Section 3.15 Takeover Statutes. Massachusetts General Laws Chapter 110D does
not apply or purport to apply to the Merger, this Agreement or the transactions
contemplated hereby. The Company has taken all action necessary such that the restrictions
contained in Section 1 of Massachusetts General Laws Chapter 110F do not apply to
the Merger, this Agreement and the transactions contemplated hereby; provided, however,
that, for purposes hereof, Parent and Sub hereby specifically represent and warrant
to the Company that neither of them is an "interested stockholder" in the Company,
as such term is defined in Massachusetts General Laws Chapter 110F. To the knowledge
of the Company, no other "control share acquisition," "fair price," "moratorium"
or other antitakeover laws enacted under U.S. state or federal laws apply to this
Agreement or any of the transactions contemplated hereby.

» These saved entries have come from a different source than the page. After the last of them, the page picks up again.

#![cfg(test)]
use blockgrad::{ClipMode, Graph, GraphConfig, GraphError, Result};

#[test]
fn formula() -> Result<()> {
    let graph = Graph::new();
    let x = graph.variable("x");
    let y = graph.variable("y");
    let z = graph.variable("z");
    let f = x.pow(2.0) + y * z;
    assert_eq!(f.to_string(), "x ^ 2 + y * z");
    assert_eq!(f.eval([("x", 3.0), ("y", 4.0), ("z", 5.0)])?, 29.0);

    let df_dx = f.deriv("x")?;
    assert_eq!(df_dx.to_string(), "2 * x ^ 1 * 1");
    assert_eq!(df_dx.eval([("x", 3.0)])?, 6.0);

    f.forward()?;
    f.backward()?;
    assert_eq!(x.grad(), Some(6.0));
    Ok(())
}

#[test]
fn formula_m() -> Result<()> {
    let graph = Graph::new();
    let m = graph.variable("m");
    let n = graph.variable("n");
    let h = graph.variable("h");
    let fm = -(m.pow(2.0)) * n + h / m + m * n * h;
    assert_eq!(fm.to_string(), "-(m ^ 2) * n + h / m + m * n * h");
    let value = fm.eval([("m", 3.0), ("n", 4.0), ("h", 5.0)])?;
    assert!((value - 77.0 / 3.0).abs() < 1e-12, "{value}");

    let dfm_dm = fm.deriv("m")?;
    let symbolic = dfm_dm.eval([("m", 3.0)])?;
    assert!((symbolic + 41.0 / 9.0).abs() < 1e-12, "{symbolic}");

    // m is still 3, and n and h are unchanged
    let numeric = fm.eval_gradient("m")?;
    assert!((numeric - symbolic).abs() < 1e-12, "{numeric} != {symbolic}");
    graph.reset_gradients();
    assert_eq!(fm.eval_gradient("n")?, -9.0 + 15.0);
    Ok(())
}

#[test]
fn round_protocol() -> Result<()> {
    let graph = Graph::new();
    let a = graph.variable("a");
    let b = graph.variable("b");
    let f = a * b + a;
    f.eval([("a", 2.0), ("b", 3.0)])?;

    f.backward()?;
    assert_eq!(a.grad(), Some(4.0));
    // repeated backward accumulates
    f.backward()?;
    assert_eq!(a.grad(), Some(8.0));

    graph.begin_round();
    assert_eq!(a.grad(), Some(0.0));
    assert!(matches!(f.backward(), Err(GraphError::StaleCache { .. })));
    f.forward()?;
    f.backward()?;
    assert_eq!(a.grad(), Some(4.0));
    assert_eq!(b.grad(), Some(2.0));
    Ok(())
}

/// `update` steps along the gradient, so repeated rounds climb to the
/// maximum of `-(x - 3) ^ 2`.
fn climb(config: GraphConfig, start: f64, rounds: usize) -> Result<f64> {
    let graph = Graph::with_config(config).expect("valid config");
    let x = graph.variable("x");
    let objective = -((x - 3.0).pow(2.0));
    x.set(start)?;
    for _ in 0..rounds {
        graph.begin_round();
        objective.forward()?;
        objective.backward()?;
        objective.update(0.1)?;
    }
    Ok(x.value().unwrap_or(f64::NAN))
}

#[test]
fn update_climbs() -> Result<()> {
    let ceiling = GraphConfig {
        default_clip: 0.5,
        ..GraphConfig::default()
    };
    assert_eq!(climb(ceiling.clone(), 0.0, 10)?, 3.0);
    // negative steps are not bounded: 5 -> 1, then up by 0.5
    assert_eq!(climb(ceiling.clone(), 5.0, 1)?, 1.0);
    assert_eq!(climb(ceiling, 5.0, 10)?, 3.0);

    let symmetric = GraphConfig {
        default_clip: 0.5,
        clip_mode: ClipMode::Symmetric,
        ..GraphConfig::default()
    };
    assert_eq!(climb(symmetric.clone(), 5.0, 1)?, 4.5);
    assert_eq!(climb(symmetric, 5.0, 10)?, 3.0);
    Ok(())
}

#[test]
fn derivative_of_derivative() -> Result<()> {
    let graph = Graph::new();
    let x = graph.variable("x");
    let f = x.pow(3.0);
    x.set(2.0)?;
    let d2 = f.deriv("x")?.deriv("x")?;
    assert_eq!(d2.forward()?, 12.0);
    Ok(())
}
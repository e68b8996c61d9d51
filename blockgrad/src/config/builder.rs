//! Build [`GraphConfig`] from environment variables.

use super::constants::{ENV_CLIP_MODE, ENV_DEFAULT_CLIP, ENV_PREFIX, ENV_ZERO_BRANCH};
use super::GraphConfig;
use crate::ConfigError;

/// Returns the full environment variable key for a suffix (`CLIP_MODE` → `BLOCKGRAD_CLIP_MODE`).
#[must_use]
pub fn env_key(suffix: &str) -> String {
    format!("{ENV_PREFIX}{suffix}")
}

/// Reads an environment variable and parses it into `T`.
///
/// `Ok(None)` when unset, [`ConfigError::Parse`] when set but unparsable.
pub fn env_parsed<T>(key: &str) -> Result<Option<T>, ConfigError>
where
    T: std::str::FromStr,
    T::Err: std::fmt::Display,
{
    let s = match std::env::var(key) {
        Ok(s) => s,
        Err(std::env::VarError::NotPresent) => return Ok(None),
        Err(e) => {
            return Err(ConfigError::EnvVar {
                key: key.to_string(),
                message: e.to_string(),
            })
        }
    };
    match s.trim().parse() {
        Ok(t) => Ok(Some(t)),
        Err(e) => Err(ConfigError::Parse {
            key: key.to_string(),
            value: s,
            message: e.to_string(),
        }),
    }
}

/// Builds a validated [`GraphConfig`], falling back to [`GraphConfig::default`] for unset keys.
pub fn from_env() -> Result<GraphConfig, ConfigError> {
    let default = GraphConfig::default();
    let config = GraphConfig {
        default_clip: env_parsed(&env_key(ENV_DEFAULT_CLIP))?.unwrap_or(default.default_clip),
        zero_branch: env_parsed(&env_key(ENV_ZERO_BRANCH))?.unwrap_or(default.zero_branch),
        clip_mode: env_parsed(&env_key(ENV_CLIP_MODE))?.unwrap_or(default.clip_mode),
    };
    config.validate()?;
    log::debug!("graph config from env: {config:?}");
    Ok(config)
}
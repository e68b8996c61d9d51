use std::collections::HashMap;

use super::{autograd::GradId, op::Op, Expr, Node, NodeId};
use crate::{GraphError, Result};

/// Output of `id` cached during the current epoch.
pub(super) fn cached(nodes: &[Node], id: NodeId, epoch: u64) -> Result<f64> {
    match nodes[id.0].output {
        Some((v, stamp)) if stamp == epoch => Ok(v),
        _ => Err(GraphError::StaleCache { node: id }),
    }
}

impl<'g> Expr<'g> {
    /// Recompute and cache the output of every node reachable from this one.
    ///
    /// Fails with [`GraphError::UnsetVariable`] on the first unbound variable,
    /// leaving the outputs computed so far in place.
    pub fn forward(&self) -> Result<f64> {
        let epoch = self.graph.epoch();
        let sorted_nodes = self.graph.sorted_nodes(self.id);
        let mut nodes = self.graph.nodes.borrow_mut();
        for GradId(id) in sorted_nodes.into_iter().rev() {
            let value = match &nodes[id.0].op {
                Op::Const(v) => *v,
                Op::Var(var) => var.value.ok_or_else(|| GraphError::UnsetVariable {
                    name: var.name.to_string(),
                })?,
                Op::Unary(x, op) => op.fn_op()(cached(&nodes, *x, epoch)?),
                Op::Binary(lhs, rhs, op) => {
                    op.fn_op()(cached(&nodes, *lhs, epoch)?, cached(&nodes, *rhs, epoch)?)
                }
            };
            nodes[id.0].output = Some((value, epoch));
        }
        cached(&nodes, self.id, epoch)
    }

    /// Bind a variable node to `value`.
    pub fn set(&self, value: f64) -> Result<()> {
        if !value.is_finite() {
            return Err(GraphError::InvalidOperand {
                reason: format!("cannot bind {} to {value}", self.id),
            });
        }
        match &mut self.graph.nodes.borrow_mut()[self.id.0].op {
            Op::Var(var) => var.value = Some(value),
            _ => return Err(self.not_a_variable()),
        }
        self.graph.advance_epoch();
        Ok(())
    }

    /// Bind the given variables, then run [`Expr::forward`].
    ///
    /// Every binding is checked before any is applied: an unknown name fails
    /// with [`GraphError::UnknownVariable`], a non-finite value with
    /// [`GraphError::InvalidOperand`].
    pub fn eval<'a>(&self, bindings: impl IntoIterator<Item = (&'a str, f64)>) -> Result<f64> {
        let bindings = bindings
            .into_iter()
            .map(|(name, value)| {
                let id = self.scoped(name)?;
                if value.is_finite() {
                    Ok((id, value))
                } else {
                    Err(GraphError::InvalidOperand {
                        reason: format!("cannot bind `{name}` to {value}"),
                    })
                }
            })
            .collect::<Result<Vec<_>>>()?;
        if !bindings.is_empty() {
            let mut nodes = self.graph.nodes.borrow_mut();
            for (id, value) in &bindings {
                if let Op::Var(var) = &mut nodes[id.0].op {
                    log::trace!("bind {} = {value}", var.name);
                    var.value = Some(*value);
                }
            }
            drop(nodes);
            self.graph.advance_epoch();
        }
        let output = self.forward()?;
        log::debug!("eval {} with {} binding(s) = {output}", self.id, bindings.len());
        Ok(output)
    }

    /// A new expression equal to this one where every variable except `name`
    /// is replaced by a constant holding its bound value.
    ///
    /// The variable `name` stays symbolic and is the same node as in `self`.
    /// A subtree not depending on `name` collapses to a single constant.
    pub fn forward_partial(&self, name: &str) -> Result<Expr<'g>> {
        let mut memo = HashMap::new();
        let id = self.partial(self.id, name, &mut memo)?;
        Ok(Expr::new(self.graph, id))
    }

    pub(super) fn partial(
        &self,
        id: NodeId,
        name: &str,
        memo: &mut HashMap<NodeId, NodeId>,
    ) -> Result<NodeId> {
        if let Some(done) = memo.get(&id) {
            return Ok(*done);
        }
        let (op, depends) = {
            let nodes = self.graph.nodes.borrow();
            (nodes[id.0].op.clone(), nodes[id.0].scope.contains_key(name))
        };
        let res = match op {
            Op::Const(_) => id,
            _ if !depends => {
                let value = Expr::new(self.graph, id).forward()?;
                self.graph.push_const(value)
            }
            // a variable that depends on `name` is `name`
            Op::Var(_) => id,
            Op::Unary(x, op) => {
                let x = self.partial(x, name, memo)?;
                self.graph.push_unary(x, op)
            }
            Op::Binary(lhs, rhs, op) => {
                let lhs = self.partial(lhs, name, memo)?;
                let rhs = self.partial(rhs, name, memo)?;
                self.graph.push_binary(lhs, rhs, op)
            }
        };
        memo.insert(id, res);
        Ok(res)
    }
}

Section 3.16 Title to Assets. The Company and its Subsidiaries have legal title
to, or a leasehold interest, license or easement in, (x) the Material Leased Properties,
(y) the Material Owned Properties, and (z) their personal properties as reflected
in the most recent balance sheet included in the Company Financial Statements (except
for properties and assets that have been disposed of in the ordinary course of business
since the date of such balance sheet), free and clear of all Liens of any nature
whatsoever except (a) Liens for current Taxes, payments of which are not yet due
and payable or which are being contested in good faith and for which adequate reserves
have been established in accordance with U.S. GAAP on the books and records of the
Company; (b) mechanics, carriers', workmen's, warehouseman's, repairmen's, materialmen's
or other Liens or security interests arising in the ordinary course of business
securing obligations that are not overdue for a period of more than 60 days or that
are being contested in good faith and by appropriate proceedings; (c) Liens related
to zoning, building codes and other land use laws regulating the use or occupancy
of owned and leased real property imposed by applicable law, (d) Liens imposed by
applicable law (other than Tax law); (e) pledges or deposits to secure obligations
under workers' compensation laws or similar legislation or to secure public or statutory obligations; (f) Liens claimed or arising under
the real property leases of the Company or its Subsidiaries for its retail stores,
and (g) such imperfections in title and easements and encumbrances as are not substantial
in character, amount or extent and do not materially detract from the value, or
interfere with the present use of the property subject thereto or affected thereby,
or otherwise materially impair the Company's or such Subsidiary's business operations
(in the manner presently carried on by the Company or such Subsidiary), and except
for such matters which, in each case, have not had and would not reasonably be expected
to have a Material Adverse Effect on the Company (collectively, "Permitted Liens").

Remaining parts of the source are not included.